Share your dilemmas and get honest opinions from other Mumsnetters.

to give details of dd's biological father to the CSA?

54 replies

mumofjust1 · 21/05/2012 23:04

Bit of background:

He was a violent, abusive bastard. Did all sorts to me.

DD's dad left when i got pregnant, threatened to make sure i lost the pregnancy, came back after she was born and left 2 weeks before her first christmas. No call, not nothing. left saying he would ring, never saw or heard from him again.

Found him a couple of times, he didn't want to know. Tried to stay in touch with his family for dd's sake, they didnt want to know. so i thought fuck it and gave up after 7 years of practically begging them to acknowledge her.

One day a random girl was outside my house and stopped me. She knew me she said, i didnt know her but she was with dd's dad, had a daughter with him and was pregnant with another one. So dd has 2 half sisters she doesn't know about. He was violent and abusive to her too. Again, tried to keep in touch with her, it didn't happen.

He left her and her girls, hitched up with someone who had 2 kids from a previous relationship, and had another daughter with her. So, 3 mums, 4 kids.

He has never paid me a penny. Never. CSA say he has been ordered to pay me nothing. hes not working or on benefits according to them. He is in arrears almost £14,000

Wanker.

I have just found out that he owns some kind of property services, deals in spanish villas so isn't destitute by any means, but is somehow dodging the CSA.

Do I give them his address, phone number and business details?
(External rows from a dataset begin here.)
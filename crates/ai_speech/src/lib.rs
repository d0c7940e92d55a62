//! AI Speech - Azure Speech synthesis and Personal Voice enrollment
//!
//! Provides traits and implementations for the two speech-facing
//! capabilities of VoxStudio:
//! - `TextToSpeech` - synthesize SSML into audio and list catalog voices
//! - `VoiceEnrollment` - create a Personal Voice (project, consent, prompt
//!   audio) via the Custom Voice REST API
//!
//! # Architecture
//!
//! This crate follows the ports & adapters pattern:
//! - `ports` module defines the traits (ports)
//! - `providers` module contains the Azure REST adapters
//!
//! Providers are constructed lazily with respect to credentials: building one
//! without a key or region succeeds but reports `available() == false`, and
//! capability methods return `SpeechError::NotAvailable` instead of touching
//! the network.

pub mod config;
pub mod error;
pub mod ports;
pub mod providers;
pub mod ssml;
pub mod types;

pub use config::{AzureSpeechConfig, SpeechCredentials};
pub use error::SpeechError;
pub use ports::{
    AzureVoice, ConsentReceipt, ConsentUpload, OperationState, OperationStatus,
    PersonalVoiceReceipt, PersonalVoiceUpload, TextToSpeech, VoiceEnrollment,
};
pub use providers::{AzureTtsProvider, CustomVoiceClient};
pub use types::{
    AudioData, AudioFormat, MAX_PROMPT_DURATION_MS, MIN_PROMPT_DURATION_MS, UploadedAudio,
};
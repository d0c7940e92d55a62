//! Domain-level errors

use thiserror::Error;

/// Errors that can occur in the domain layer
#[derive(Debug, Error)]
pub enum DomainError {
    /// Entity not found
    #[error("{entity_type} not found: {id}")]
    NotFound { entity_type: String, id: String },

    /// Validation failed
    #[error("Validation failed: {0}")]
    Validation(String),
}

impl DomainError {
    /// Create a not found error
    pub fn not_found(entity_type: impl Into<String>, id: impl Into<String>) -> Self {
        Self::NotFound {
            entity_type: entity_type.into(),
            id: id.into(),
        }
    }

    /// Create a validation error
    pub fn validation(message: impl Into<String>) -> Self {
        Self::Validation(message.into())
    }
}
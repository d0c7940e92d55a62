//! Application layer for VoxStudio
//!
//! Orchestrates the domain registry and the speech/document ports into the
//! uniform result shape consumed by the HTTP surface. Defines the
//! `ConfigRepository` port that the persistence adapter implements.

pub mod error;
pub mod ports;
pub mod report;
pub mod services;

pub use error::ApplicationError;
pub use ports::{ConfigRepository, ConfigStoreError};
pub use report::ServiceReport;
pub use services::{
    CatalogVoice, EnrollmentOutcome, EnrollmentRequest, EnrollmentService, ExtractionService,
    SynthesisOutcome, SynthesisRequest, SynthesisService, VoiceCatalog, VoiceFilter,
};
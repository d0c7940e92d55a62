//! Personal Voice enrollment endpoint
//!
//! Accepts a multipart form with the enrollment ids, the consent audio, and
//! one or more prompt audio files, then runs the full project → consent →
//! personal-voice flow.

use axum::Json;
use axum::extract::{Multipart, State};
use axum::http::StatusCode;
use ai_speech::UploadedAudio;
use application::EnrollmentRequest;
use serde::Serialize;

use crate::error::ApiError;
use crate::state::AppState;

/// JSON body returned after a successful enrollment
#[derive(Debug, Serialize)]
pub struct EnrollmentResponse {
    pub speaker_profile_id: String,
    pub profile_id: String,
    pub profile_name: String,
    pub operation_id: Option<String>,
    pub processing_time_ms: u64,
}

#[derive(Default)]
struct FormData {
    project_id: String,
    consent_id: String,
    personal_voice_id: String,
    consent_locale: String,
    voice_talent_name: String,
    company_name: String,
    description: Option<String>,
    consent_audio: Option<UploadedAudio>,
    prompt_audio: Vec<UploadedAudio>,
}

async fn read_form(mut multipart: Multipart) -> Result<FormData, ApiError> {
    let mut form = FormData {
        consent_locale: "en-US".to_string(),
        ..FormData::default()
    };

    while let Some(field) = multipart
        .next_field()
        .await
        .map_err(|e| ApiError::BadRequest(format!("malformed multipart body: {e}")))?
    {
        let name = field.name().unwrap_or_default().to_string();
        match name.as_str() {
            "project_id" => form.project_id = read_text(field).await?,
            "consent_id" => form.consent_id = read_text(field).await?,
            "personal_voice_id" => form.personal_voice_id = read_text(field).await?,
            "consent_locale" => form.consent_locale = read_text(field).await?,
            "voice_talent_name" => form.voice_talent_name = read_text(field).await?,
            "company_name" => form.company_name = read_text(field).await?,
            "description" => form.description = Some(read_text(field).await?),
            "consent_audio" => form.consent_audio = Some(read_audio(field).await?),
            "prompt_audio" => form.prompt_audio.push(read_audio(field).await?),
            _ => {},
        }
    }

    Ok(form)
}

async fn read_text(field: axum::extract::multipart::Field<'_>) -> Result<String, ApiError> {
    field
        .text()
        .await
        .map_err(|e| ApiError::BadRequest(format!("unreadable form field: {e}")))
}

async fn read_audio(field: axum::extract::multipart::Field<'_>) -> Result<UploadedAudio, ApiError> {
    let filename = field.file_name().unwrap_or("upload.wav").to_string();
    let content_type = field.content_type().unwrap_or_default().to_string();
    let bytes = field
        .bytes()
        .await
        .map_err(|e| ApiError::BadRequest(format!("unreadable upload: {e}")))?;
    Ok(UploadedAudio::new(filename, bytes.to_vec(), content_type))
}

/// `POST /v1/personal-voices`
pub async fn create_personal_voice(
    State(state): State<AppState>,
    multipart: Multipart,
) -> Result<(StatusCode, Json<EnrollmentResponse>), ApiError> {
    let form = read_form(multipart).await?;

    let consent_audio = form
        .consent_audio
        .ok_or_else(|| ApiError::BadRequest("consent audio file is required".to_string()))?;

    let request = EnrollmentRequest {
        project_id: form.project_id,
        consent_id: form.consent_id,
        personal_voice_id: form.personal_voice_id,
        consent_locale: form.consent_locale,
        voice_talent_name: form.voice_talent_name,
        company_name: form.company_name,
        description: form.description,
        consent_audio,
        prompt_audio: form.prompt_audio,
    };

    let service = state.enrollment_service()?;
    let outcome = service.enroll(state.snapshot(), request).await?;

    // The service already persisted the updated config; publish it.
    let response = EnrollmentResponse {
        speaker_profile_id: outcome.speaker_profile_id.clone(),
        profile_id: outcome.profile.id.clone(),
        profile_name: outcome.profile.name.clone(),
        operation_id: outcome.operation_id.clone(),
        processing_time_ms: outcome.processing_time_ms,
    };
    state.publish(outcome.config);

    Ok((StatusCode::CREATED, Json(response)))
}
Sorry this is a bit of a ramble - shocked and angry in equal measures for various reasons.

OP posts:
samandi · 23/05/2012 08:31

Many women think abortion is wrong, or cannot contemplate aborting their own pregnancy. It is misleading to say these women make a "choice" to have a child. They have no real choice.

Well they are the ones having kids "willy nilly" then, if they are not prepared to look at the possibilities. If you don't want a kid and aren't prepared to have an abortion you should be doubling up on contraception, which makes an unplanned pregnancy extremely unlikely.
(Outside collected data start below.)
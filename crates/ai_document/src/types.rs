//! Types for document extraction

use serde::Serialize;

/// An uploaded document, passed by value.
#[derive(Debug, Clone)]
pub struct DocumentInput {
    /// Original filename as supplied by the client
    pub filename: String,
    /// File content
    pub content: Vec<u8>,
    /// Declared content type
    pub content_type: String,
}

impl DocumentInput {
    /// Create a new document input
    #[must_use]
    pub fn new(
        filename: impl Into<String>,
        content: Vec<u8>,
        content_type: impl Into<String>,
    ) -> Self {
        Self {
            filename: filename.into(),
            content,
            content_type: content_type.into(),
        }
    }

    /// Check if the upload has no content
    #[must_use]
    pub fn is_empty(&self) -> bool {
        self.content.is_empty()
    }

    /// Size of the document in bytes
    #[must_use]
    pub fn size_bytes(&self) -> usize {
        self.content.len()
    }
}

/// Normalized extraction result
#[derive(Debug, Clone, Serialize)]
pub struct Extraction {
    /// Extracted text, markdown where the service supports it
    pub content: String,
    /// Page count, when the service reports one
    #[serde(skip_serializing_if = "Option::is_none")]
    pub page_count: Option<u32>,
}

impl Extraction {
    /// Create an extraction result with just content
    #[must_use]
    pub fn new(content: impl Into<String>) -> Self {
        Self {
            content: content.into(),
            page_count: None,
        }
    }

    /// Set the page count
    #[must_use]
    pub const fn with_page_count(mut self, page_count: u32) -> Self {
        self.page_count = Some(page_count);
        self
    }

    /// Check if nothing was extracted
    #[must_use]
    pub fn is_empty(&self) -> bool {
        self.content.trim().is_empty()
    }
}
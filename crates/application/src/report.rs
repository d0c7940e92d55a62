//! Uniform result shape for service handlers
//!
//! Every cloud-facing call is normalized into a `ServiceReport`: a service
//! name plus either a payload or an error string. Transport errors never
//! propagate raw to the presentation layer. `processing_time_ms` is recorded
//! around the external call for display only.

use std::time::Duration;

use serde::Serialize;

/// Normalized outcome of one service call
#[derive(Debug, Clone, Serialize)]
pub struct ServiceReport {
    /// Stable service identifier
    pub service: String,
    /// Whether the service had credentials at construction time
    pub available: bool,
    /// Payload fields on success
    #[serde(skip_serializing_if = "Option::is_none")]
    pub payload: Option<serde_json::Value>,
    /// Error description on failure
    #[serde(skip_serializing_if = "Option::is_none")]
    pub error: Option<String>,
    /// Wall-clock time spent in the external call
    pub processing_time_ms: u64,
}

fn duration_ms(elapsed: Duration) -> u64 {
    u64::try_from(elapsed.as_millis()).unwrap_or(u64::MAX)
}

impl ServiceReport {
    /// Successful call with a payload
    #[must_use]
    pub fn success(
        service: impl Into<String>,
        payload: serde_json::Value,
        elapsed: Duration,
    ) -> Self {
        Self {
            service: service.into(),
            available: true,
            payload: Some(payload),
            error: None,
            processing_time_ms: duration_ms(elapsed),
        }
    }

    /// Failed call with a captured error description
    #[must_use]
    pub fn failure(
        service: impl Into<String>,
        error: impl Into<String>,
        elapsed: Duration,
    ) -> Self {
        Self {
            service: service.into(),
            available: true,
            payload: None,
            error: Some(error.into()),
            processing_time_ms: duration_ms(elapsed),
        }
    }

    /// Service skipped because its credentials are absent
    #[must_use]
    pub fn unavailable(service: impl Into<String>) -> Self {
        Self {
            service: service.into(),
            available: false,
            payload: None,
            error: Some("service not configured".to_string()),
            processing_time_ms: 0,
        }
    }

    /// Whether the call produced a payload
    #[must_use]
    pub const fn is_success(&self) -> bool {
        self.payload.is_some()
    }
}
SoftKittyWarmKitty · 23/05/2012 14:27

Samandi How do you know the OPs baby wasn't planned? Mine was, by BOTH of us. It's neither my nor my DSs fault that his dad CHOSE to fuck around while I was pregnant. I would not have contemplated an abortion because my DS was wanted and planned. Even though one parent then changed his mind, he agreed at the time (in fact he was the one that suggested trying for a baby in the first place) so he should be paying towards his upkeep. Also neither myself nor the OP were not to know that our partners at the time were going to go on and father numerous other children with a variety of women. How the hell could we? Jesus wept!
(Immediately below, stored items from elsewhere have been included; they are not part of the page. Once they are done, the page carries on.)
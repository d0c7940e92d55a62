//! Configuration for the Azure Speech providers

use domain::PersonalVoiceConfig;

/// Credentials accepted by the Azure Speech endpoints.
///
/// Subscription keys are the common path; bearer tokens cover
/// workload-identity auth, where multi-service resources require the
/// `aad#<resource-id>#<token>` composition.
#[derive(Debug, Clone, PartialEq, Eq, Default)]
pub enum SpeechCredentials {
    /// No credentials configured; the provider reports itself unavailable
    #[default]
    None,
    /// Azure Speech subscription key
    SubscriptionKey(String),
    /// AAD access token, optionally scoped to a resource id
    BearerToken {
        token: String,
        resource_id: Option<String>,
    },
}

impl SpeechCredentials {
    /// Whether usable credentials are present
    #[must_use]
    pub fn is_configured(&self) -> bool {
        match self {
            Self::None => false,
            Self::SubscriptionKey(key) => !key.trim().is_empty(),
            Self::BearerToken { token, .. } => !token.trim().is_empty(),
        }
    }

    /// Attach the credentials to an outgoing request
    #[must_use]
    pub fn apply(&self, request: reqwest::RequestBuilder) -> reqwest::RequestBuilder {
        match self {
            Self::None => request,
            Self::SubscriptionKey(key) => request.header("Ocp-Apim-Subscription-Key", key),
            Self::BearerToken { token, resource_id } => {
                let bearer = resource_id.as_ref().map_or_else(
                    || token.clone(),
                    |resource_id| format!("aad#{resource_id}#{token}"),
                );
                request.bearer_auth(bearer)
            },
        }
    }
}

/// Configuration for the Azure Speech providers
#[derive(Debug, Clone, PartialEq, Eq)]
pub struct AzureSpeechConfig {
    /// Azure Speech resource region (e.g. "eastus")
    pub region: String,

    /// Credentials for both synthesis and enrollment calls
    pub credentials: SpeechCredentials,

    /// Base model voice name used in SSML
    pub voice_name: String,

    /// SSML language
    pub language: String,

    /// Custom Voice REST API version for enrollment calls
    pub custom_voice_api_version: String,

    /// Override for the TTS endpoint (tests; defaults to the regional host)
    pub tts_endpoint: Option<String>,

    /// Override for the Custom Voice endpoint (tests; defaults to the
    /// regional host)
    pub management_endpoint: Option<String>,

    /// Request timeout in milliseconds
    pub timeout_ms: u64,

    /// Interval between operation-status polls in milliseconds
    pub poll_interval_ms: u64,

    /// Overall deadline for operation polling in milliseconds
    pub poll_timeout_ms: u64,
}

impl Default for AzureSpeechConfig {
    fn default() -> Self {
        Self {
            region: String::new(),
            credentials: SpeechCredentials::None,
            voice_name: "DragonLatestNeural".to_string(),
            language: "en-US".to_string(),
            custom_voice_api_version: domain::DEFAULT_CUSTOM_VOICE_API_VERSION.to_string(),
            tts_endpoint: None,
            management_endpoint: None,
            timeout_ms: 30_000,
            poll_interval_ms: 2_000,
            poll_timeout_ms: 300_000,
        }
    }
}

impl AzureSpeechConfig {
    /// Derive a provider configuration from the persisted Personal Voice
    /// config. Key-based credentials come straight from the config; bearer
    /// tokens are layered on with [`Self::with_bearer_token`].
    #[must_use]
    pub fn from_personal_voice(config: &PersonalVoiceConfig) -> Self {
        let credentials = config
            .speech_key
            .as_deref()
            .filter(|key| !key.trim().is_empty())
            .map_or(SpeechCredentials::None, |key| {
                SpeechCredentials::SubscriptionKey(key.to_string())
            });

        Self {
            region: config.speech_region.clone(),
            credentials,
            voice_name: config.voice_name.clone(),
            language: config.language.clone(),
            custom_voice_api_version: config.custom_voice_api_version.clone(),
            ..Self::default()
        }
    }

    /// Replace the credentials with a workload-identity bearer token.
    #[must_use]
    pub fn with_bearer_token(mut self, token: String, resource_id: Option<String>) -> Self {
        self.credentials = SpeechCredentials::BearerToken { token, resource_id };
        self
    }

    /// Whether the provider built from this config can reach the service
    #[must_use]
    pub fn is_configured(&self) -> bool {
        let has_host = !self.region.trim().is_empty()
            || self.tts_endpoint.is_some()
            || self.management_endpoint.is_some();
        has_host && self.credentials.is_configured()
    }

    /// Base URL for synthesis and the voice catalog
    #[must_use]
    pub fn tts_host(&self) -> String {
        self.tts_endpoint.clone().unwrap_or_else(|| {
            format!("https://{}.tts.speech.microsoft.com", self.region)
        })
    }

    /// Base URL for the Custom Voice management API
    #[must_use]
    pub fn management_host(&self) -> String {
        self.management_endpoint.clone().unwrap_or_else(|| {
            format!("https://{}.api.cognitive.microsoft.com", self.region)
        })
    }

    /// Validate the configuration
    ///
    /// # Errors
    ///
    /// Returns an error if the configuration is internally inconsistent.
    pub fn validate(&self) -> Result<(), String> {
        if self.timeout_ms == 0 {
            return Err("Timeout must be greater than 0".to_string());
        }
        if self.poll_interval_ms == 0 {
            return Err("Poll interval must be greater than 0".to_string());
        }
        if self.custom_voice_api_version.trim().is_empty() {
            return Err("Custom Voice API version must not be empty".to_string());
        }
        Ok(())
    }

    /// Create a minimal config for testing
    #[cfg(test)]
    pub(crate) fn test(endpoint: &str) -> Self {
        Self {
            credentials: SpeechCredentials::SubscriptionKey("test-key".to_string()),
            tts_endpoint: Some(endpoint.to_string()),
            management_endpoint: Some(endpoint.to_string()),
            poll_interval_ms: 10,
            poll_timeout_ms: 1_000,
            ..Self::default()
        }
    }
}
We have done/are doing the best we can with shit situations. Maybe instead of blaming the parent that stuck around to bring up the DC, people on here should spit their venom at the useless shits that left us to it.

GiveMummyTheWhizzer · 23/05/2012 14:32

Given what he has done to you in the past, no I don't think I would give his details to the CSA.

Yes, he does owe you the money, but unless I was absolutely and completely desperate for the extra money I would not do anything to involve him in either mine or my childs life, just in case claimed access rights or anything as a result of paying the money.

samandi · 23/05/2012 14:54

SoftKittyWarmKitty - You're right, I'm not certain it wasn't planned. I was presuming considering that the OP didn't state that it was planned and from statements such as this:

"Outraged, yes, I chose to keep my baby. I knew he didn't want to be involved,"

When a kid is planned by both partners it is somewhat different, and obviously a very difficult situation. Certainly then I would agree that the father should have to pay maintenance.

Also neither myself nor the OP were not to know that our partners at the time were going to go on and father numerous other children with a variety of women. How the hell could we?

The OP states that her partner was violent and abusive. I accept that she was probably in a vulnerable situation at the time, but violent and abusive men often do behave in ways that would be consistent with fathering numerous children with various women.

No-one is "spitting venom" towards the OP btw. And I've already expressed my views on the guy involved.